## Data to examine
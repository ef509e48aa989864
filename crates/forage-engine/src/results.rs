//! Per-run records, batch summaries and the result-file format.
//!
//! The result file holds one `density,discovered` line per run, with
//! CRLF line endings:
//!
//! ```text
//! 100,37
//! 100,41
//! 400,112
//! ```

use std::collections::BTreeMap;
use std::fs::File;
use std::io::{self, BufWriter, Write};
use std::path::{Path, PathBuf};

use crate::config::SimConfig;

/// Outcome of one simulation run.
#[derive(Clone, Copy, Debug, PartialEq, Eq, Hash, PartialOrd, Ord)]
#[cfg_attr(feature = "serde", derive(serde::Serialize, serde::Deserialize))]
pub struct RunRecord {
    /// Prey density the run used.
    pub density: u64,
    /// Index of the run within its density, in `0..n_sims`.
    pub sim_index: u32,
    /// Sites the walker discovered.
    pub discovered: u64,
    /// Lattice capacity when the run ended.
    pub capacity: u64,
}

/// All records of a completed batch, sorted by `(density, sim_index)`.
#[derive(Clone, Debug, Default, PartialEq)]
#[cfg_attr(feature = "serde", derive(serde::Serialize, serde::Deserialize))]
pub struct BatchSummary {
    records: Vec<RunRecord>,
}

impl BatchSummary {
    /// Sort `records` into canonical order.
    pub fn new(mut records: Vec<RunRecord>) -> Self {
        records.sort_unstable_by_key(|r| (r.density, r.sim_index));
        Self { records }
    }

    /// Records in `(density, sim_index)` order.
    pub fn records(&self) -> &[RunRecord] {
        &self.records
    }

    /// Number of runs.
    pub fn len(&self) -> usize {
        self.records.len()
    }

    /// Whether the batch recorded no runs.
    pub fn is_empty(&self) -> bool {
        self.records.is_empty()
    }

    /// Records for one density.
    pub fn for_density(&self, density: u64) -> impl Iterator<Item = &RunRecord> + '_ {
        self.records.iter().filter(move |r| r.density == density)
    }

    /// Mean discovered sites per density, in ascending density order.
    pub fn mean_discovered(&self) -> BTreeMap<u64, f64> {
        let mut sums: BTreeMap<u64, (u64, u64)> = BTreeMap::new();
        for r in &self.records {
            let entry = sums.entry(r.density).or_default();
            entry.0 += r.discovered;
            entry.1 += 1;
        }
        sums.into_iter()
            .map(|(density, (sum, n))| (density, sum as f64 / n as f64))
            .collect()
    }

    /// Largest final capacity over all runs.
    pub fn peak_capacity(&self) -> Option<u64> {
        self.records.iter().map(|r| r.capacity).max()
    }

    /// Write every record as a `density,discovered\r\n` line.
    pub fn write_to<W: Write>(&self, writer: W) -> io::Result<()> {
        write_records(writer, &self.records)
    }

    /// Write the result file into `dir` under [`result_file_name`].
    ///
    /// `dir` must already exist; it is not created. Returns the path
    /// written.
    pub fn save(&self, dir: &Path, config: &SimConfig) -> io::Result<PathBuf> {
        if !dir.is_dir() {
            return Err(io::Error::new(
                io::ErrorKind::NotFound,
                format!("results directory {} does not exist", dir.display()),
            ));
        }
        let path = dir.join(result_file_name(config));
        let file = File::create(&path)?;
        self.write_to(BufWriter::new(file))?;
        tracing::info!(path = %path.display(), runs = self.len(), "results written");
        Ok(path)
    }
}

/// Write `records` as `density,discovered\r\n` lines and flush.
pub fn write_records<W: Write>(mut writer: W, records: &[RunRecord]) -> io::Result<()> {
    for r in records {
        write!(writer, "{},{}\r\n", r.density, r.discovered)?;
    }
    writer.flush()
}

/// File name encoding the batch parameters, e.g.
/// `res_dim=2_sizeL=1000.00_t=1000.00_th=0.00.txt`.
pub fn result_file_name(config: &SimConfig) -> String {
    format!(
        "res_dim={}_sizeL={:.2}_t={:.2}_th={:.2}.txt",
        config.dimension, config.lattice_size, config.end_time, config.handling_time
    )
}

## About this task
In the lines above, find each one with "BatchSummary" and list it.

## Task solution
pub struct BatchSummary {
impl BatchSummary {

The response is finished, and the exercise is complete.